🤖 AI Summary
Current approaches to controlling the outputs of large language models rely on manually defined context-sensitive constraints, which are difficult to scale and require significant expertise. This work proposes a novel two-stage framework that integrates context-sensitive grammar learning with large language model generation for the first time: it first automatically collects diverse model outputs through syntactic exploration to learn constraints, then enforces the learned rules during text generation.
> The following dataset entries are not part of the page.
//! Trailing window of recent scores for trend reporting

use std::collections::VecDeque;

/// Number of scores retained
pub const HISTORY_CAPACITY: usize = 20;

/// Fixed-capacity FIFO of scores, oldest first
#[derive(Debug, Clone)]
pub struct HistoryBuffer {
    scores: VecDeque<f32>,
    capacity: usize,
}

impl HistoryBuffer {
    pub fn new() -> Self {
        Self::with_capacity(HISTORY_CAPACITY)
    }

    pub fn with_capacity(capacity: usize) -> Self {
        let capacity = capacity.max(1);
        Self {
            scores: VecDeque::with_capacity(capacity + 1),
            capacity,
        }
    }

    /// Append the newest score, evicting exactly one oldest score when full
    pub fn append(&mut self, score: f32) {
        self.scores.push_back(score);
        if self.scores.len() > self.capacity {
            self.scores.pop_front();
        }
        debug_assert!(self.scores.len() <= self.capacity);
    }

    /// Current contents, oldest first
    pub fn snapshot(&self) -> Vec<f32> {
        self.scores.iter().copied().collect()
    }

    pub fn len(&self) -> usize {
        self.scores.len()
    }

    pub fn is_empty(&self) -> bool {
        self.scores.is_empty()
    }

    pub fn capacity(&self) -> usize {
        self.capacity
    }

    /// Mean of the retained scores
    pub fn mean(&self) -> Option<f32> {
        if self.scores.is_empty() {
            return None;
        }
        Some(self.scores.iter().sum::<f32>() / self.scores.len() as f32)
    }
}

impl Default for HistoryBuffer {
    fn default() -> Self {
        Self::new()
    }
}
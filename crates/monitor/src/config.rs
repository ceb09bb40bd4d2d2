//! Monitor configuration

use anyhow::{Context, Result};
use serde::Deserialize;
use std::path::{Path, PathBuf};
use std::time::Duration;

/// Optional config file looked up in the working directory
pub const CONFIG_FILE: &str = "monitor.toml";

/// Presentation format for loop output
#[derive(Debug, Clone, Copy, PartialEq, Eq, Deserialize)]
#[serde(rename_all = "lowercase")]
pub enum OutputFormat {
    Text,
    Json,
}

/// Monitor configuration
#[derive(Debug, Clone, Deserialize)]
pub struct MonitorConfig {
    /// Label attached to log events; defaults to the machine host name
    #[serde(default)]
    pub host_name: Option<String>,

    /// Path of the ONNX scoring model
    #[serde(default = "default_model_path")]
    pub model_path: PathBuf,

    /// CPU sampling window in milliseconds
    #[serde(default = "default_sample_window_ms")]
    pub sample_window_ms: u64,

    /// Delay after each iteration in milliseconds
    #[serde(default = "default_cycle_delay_ms")]
    pub cycle_delay_ms: u64,

    /// Mount point whose usage is reported as disk utilization
    #[serde(default = "default_disk_mount")]
    pub disk_mount: PathBuf,

    /// Output format of the presenter
    #[serde(default = "default_output")]
    pub output: OutputFormat,
}

fn default_model_path() -> PathBuf {
    PathBuf::from(monitor_lib::predictor::DEFAULT_MODEL_PATH)
}

fn default_sample_window_ms() -> u64 {
    1000
}

fn default_cycle_delay_ms() -> u64 {
    1000
}

fn default_disk_mount() -> PathBuf {
    PathBuf::from(monitor_lib::collector::DEFAULT_DISK_MOUNT)
}

fn default_output() -> OutputFormat {
    OutputFormat::Text
}

/// `MONITOR_*` variables; numeric values arrive as strings and are parsed
fn monitor_environment() -> config::Environment {
    config::Environment::with_prefix("MONITOR").try_parsing(true)
}

impl MonitorConfig {
    /// Load configuration from the config file and environment
    pub fn load() -> Result<Self> {
        Self::load_from(Path::new(CONFIG_FILE))
    }

    /// Load configuration from a specific file (if present) and `MONITOR_*` environment variables
    pub fn load_from(path: &Path) -> Result<Self> {
        Self::load_from_sources(path, monitor_environment())
    }

    /// Load from a file layered under an explicit environment source
    pub fn load_from_sources(path: &Path, environment: config::Environment) -> Result<Self> {
        let config = config::Config::builder()
            .add_source(config::File::from(path).required(false))
            .add_source(environment)
            .build()
            .context("Failed to read monitor configuration")?;

        config
            .try_deserialize()
            .context("Invalid monitor configuration")
    }

    pub fn sample_window(&self) -> Duration {
        Duration::from_millis(self.sample_window_ms)
    }

    pub fn cycle_delay(&self) -> Duration {
        Duration::from_millis(self.cycle_delay_ms)
    }

    /// Nominal time between two sampling calls
    pub fn cycle_period(&self) -> Duration {
        self.sample_window() + self.cycle_delay()
    }
}

#[cfg(test)]
mod tests {
    use super::*;
    use std::fs;

    /// Environment source fed from a fixed map instead of the process environment
    fn env(vars: &[(&str, &str)]) -> config::Environment {
        let map: config::Map<String, String> = vars
            .iter()
            .map(|(k, v)| (k.to_string(), v.to_string()))
            .collect();
        monitor_environment().source(Some(map))
    }

    #[test]
    fn test_defaults_without_file() {
        let dir = tempfile::tempdir().unwrap();
        let config =
            MonitorConfig::load_from_sources(&dir.path().join("missing.toml"), env(&[])).unwrap();

        assert_eq!(config.model_path, PathBuf::from("system_health_model.onnx"));
        assert_eq!(config.sample_window(), Duration::from_secs(1));
        assert_eq!(config.cycle_delay(), Duration::from_secs(1));
        assert_eq!(config.cycle_period(), Duration::from_secs(2));
        assert_eq!(config.disk_mount, PathBuf::from("/"));
        assert_eq!(config.output, OutputFormat::Text);
        assert!(config.host_name.is_none());
    }

    #[test]
    fn test_file_overrides() {
        let dir = tempfile::tempdir().unwrap();
        let path = dir.path().join("monitor.toml");
        fs::write(
            &path,
            r#"
model_path = "/opt/models/health.onnx"
cycle_delay_ms = 250
output = "json"
host_name = "bench-01"
"#,
        )
        .unwrap();

        let config = MonitorConfig::load_from_sources(&path, env(&[])).unwrap();

        assert_eq!(config.model_path, PathBuf::from("/opt/models/health.onnx"));
        assert_eq!(config.cycle_delay(), Duration::from_millis(250));
        assert_eq!(config.sample_window(), Duration::from_secs(1));
        assert_eq!(config.output, OutputFormat::Json);
        assert_eq!(config.host_name.as_deref(), Some("bench-01"));
    }

    #[test]
    fn test_environment_overrides() {
        let dir = tempfile::tempdir().unwrap();
        let config = MonitorConfig::load_from_sources(
            &dir.path().join("missing.toml"),
            env(&[
                ("MONITOR_MODEL_PATH", "/x/y.onnx"),
                ("MONITOR_SAMPLE_WINDOW_MS", "250"),
                ("MONITOR_CYCLE_DELAY_MS", "500"),
                ("MONITOR_DISK_MOUNT", "/data"),
                ("MONITOR_OUTPUT", "json"),
            ]),
        )
        .unwrap();

        assert_eq!(config.model_path, PathBuf::from("/x/y.onnx"));
        assert_eq!(config.sample_window_ms, 250);
        assert_eq!(config.cycle_delay(), Duration::from_millis(500));
        assert_eq!(config.cycle_period(), Duration::from_millis(750));
        assert_eq!(config.disk_mount, PathBuf::from("/data"));
        assert_eq!(config.output, OutputFormat::Json);
    }

    #[test]
    fn test_environment_wins_over_file() {
        let dir = tempfile::tempdir().unwrap();
        let path = dir.path().join("monitor.toml");
        fs::write(&path, "cycle_delay_ms = 250\noutput = \"json\"\n").unwrap();

        let config =
            MonitorConfig::load_from_sources(&path, env(&[("MONITOR_CYCLE_DELAY_MS", "100")]))
                .unwrap();

        assert_eq!(config.cycle_delay(), Duration::from_millis(100));
        assert_eq!(config.output, OutputFormat::Json);
    }

    #[test]
    fn test_non_numeric_environment_value_rejected() {
        let dir = tempfile::tempdir().unwrap();
        let result = MonitorConfig::load_from_sources(
            &dir.path().join("missing.toml"),
            env(&[("MONITOR_SAMPLE_WINDOW_MS", "soon")]),
        );

        assert!(result.is_err());
    }

    #[test]
    fn test_invalid_output_rejected() {
        let dir = tempfile::tempdir().unwrap();
        let path = dir.path().join("monitor.toml");
        fs::write(&path, "output = \"html\"\n").unwrap();

        assert!(MonitorConfig::load_from_sources(&path, env(&[])).is_err());
    }
}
The method guarantees output validity without any human intervention and achieves a 100% constraint compliance rate using only a 1B-parameter model—outperforming both larger-scale models and state-of-the-art reasoning systems in constrained generation tasks.
📝 Abstract
Controlling the output of Large Language Models (LLMs) through context-sensitive constraints has emerged as a promising approach to overcome the limitations of Context-Free Grammars (CFGs) in guaranteeing generation validity. However, such constraints typically require manual specification -- a significant barrier demanding specialized expertise. We introduce a framework that automatically learns context-sensitive constraints from LLM interactions through a two-phase process: syntactic exploration to gather diverse outputs for constraint learning, followed by constraint exploitation to enforce these learned rules during generation. Experiments demonstrate that our method enables even small LLMs (1B parameters) to learn and generate with perfect constraint adherence, outperforming larger counterparts and state-of-the-art reasoning models. This work represents the first integration of context-sensitive grammar learning with LLM generation, eliminating manual specification while maintaining generation validity.